Requirement
Scan the records for the word "entries". Return each line where it is found.

Top of Material for this task

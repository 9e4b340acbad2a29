use yew::prelude::*;

#[derive(Properties, PartialEq, Clone)]
pub struct Props {
    pub on_restart: Callback<()>,
}

#[function_component(CompletionOverlay)]
pub fn completion_overlay(p: &Props) -> Html {
    let onclick = {
        let cb = p.on_restart.clone();
        Callback::from(move |_| cb.emit(()))
    };
    html! {
        <div class="completion" role="dialog" aria-modal="true" aria-labelledby="completion-title">
            <h2 id="completion-title">{ "🎉 여정 완성!" }</h2>
            <p>{ "요나의 여정을 모두 완주하셨습니다!" }</p>
            <button id="restart-btn" type="button" {onclick}>{ "처음부터 다시 시작" }</button>
        </div>
    }
}
use jonah_game::{ChapterStatus, NavEntry};
use yew::prelude::*;

#[derive(Properties, PartialEq, Clone)]
pub struct Props {
    pub entries: Vec<NavEntry>,
    pub on_select: Callback<u32>,
}

fn status_class(status: ChapterStatus) -> &'static str {
    match status {
        ChapterStatus::Locked => "chapter-nav__item--locked",
        ChapterStatus::Available => "chapter-nav__item--available",
        ChapterStatus::Completed => "chapter-nav__item--completed",
    }
}

#[function_component(ChapterNavigation)]
pub fn chapter_navigation(p: &Props) -> Html {
    html! {
        <nav class="chapter-nav" aria-label="챕터 이동">
            <ol>
                { for p.entries.iter().map(|entry| {
                    let number = entry.chapter.number();
                    let onclick = {
                        let cb = p.on_select.clone();
                        Callback::from(move |_| cb.emit(number))
                    };
                    let class = classes!(
                        "chapter-nav__item",
                        status_class(entry.status),
                        entry.is_current.then_some("chapter-nav__item--current"),
                    );
                    html! {
                        <li key={number} class={class}>
                            <button
                                type="button"
                                data-chapter={number.to_string()}
                                disabled={!entry.is_selectable()}
                                aria-current={entry.is_current.then_some("step")}
                                {onclick}
                            >
                                <span class="chapter-nav__number">{ number.to_string() }</span>
                                <span class="chapter-nav__title">{ entry.title.clone() }</span>
                            </button>
                        </li>
                    }
                }) }
            </ol>
        </nav>
    }
}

Bottom of Material for this task

Result
    pub entries: Vec<NavEntry>,
                { for p.entries.iter().map(|entry| {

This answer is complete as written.